Data-Driven Prediction of Chaotic Transition in Periapsis Poincaré Maps
Shanshan Pan, Taiki Urashi, Mai Bando, Yasuhiro Yoshimura, Hongru Chen, Toshiya Hanada
Abstract
Chaotic trajectories in multi-body dynamical systems play a crucial role in designing low-energy trajectories in astrodynamics. However, predicting these trajectories is inherently difficult, as small errors in initial conditions can grow exponentially, making long-term predictions unreliable. This study introduces a novel methodology using Dynamic Mode Decomposition (DMD) to predict chaotic transitions in the periapsis Poincaré map of the circular restricted three-body problem (CRTBP). Unlike standard DMD approaches that model continuous equations of motion, the proposed method approximates deformations in a low-dimensional Poincaré map, enabling trajectory prediction and revealing transition structures.
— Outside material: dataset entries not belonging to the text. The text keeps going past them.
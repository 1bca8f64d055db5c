use sqlx::PgPool;

use crate::app_error::AppError;

pub mod api_key;
pub mod session;
pub mod usage_log;
pub mod user;

#[derive(Clone)]
pub struct PostgresPersistence {
    pool: PgPool,
}

impl PostgresPersistence {
    pub fn new(pool: PgPool) -> Self {
        PostgresPersistence { pool }
    }
}

/// True when the error is a PostgreSQL unique-constraint violation.
pub(crate) fn is_unique_violation(err: &sqlx::Error) -> bool {
    matches!(err, sqlx::Error::Database(db_err) if db_err.is_unique_violation())
}

impl From<sqlx::Error> for AppError {
    fn from(err: sqlx::Error) -> Self {
        match &err {
            sqlx::Error::RowNotFound => AppError::NotFound,
            sqlx::Error::Database(db_err) => {
                if db_err.is_unique_violation() {
                    AppError::InvalidInput("A record with this value already exists".into())
                } else if db_err.is_foreign_key_violation() {
                    AppError::InvalidInput("Referenced record not found".into())
                } else {
                    // Log the actual error, never expose it
                    tracing::error!(error = ?err, "Database error");
                    AppError::Database("Database operation failed".into())
                }
            }
            _ => {
                tracing::error!(error = ?err, "Database error");
                AppError::Database("Database operation failed".into())
            }
        }
    }
}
Two approaches are developed: the Local Deformation Map-based DMD (LDMD) and the Global Deformation Map-based DMD (GDMD). LDMD constructs discrete maps to track local deformations of periapsis sets, while GDMD captures global deformations using widely distributed data. A key advantage of this framework is that it approximates nonlinear chaotic transport using a linear operator, which enables fast prediction of periapsis evolution via matrix powers and direct access to geometric structures. To validate the proposed method, the deformation map is applied to design ballistic transfer trajectories to the Moon using a targeting strategy, demonstrating its practical relevance in astrodynamics. This work highlights the potential of data-driven modeling to bridge chaotic dynamics with systematic trajectory design.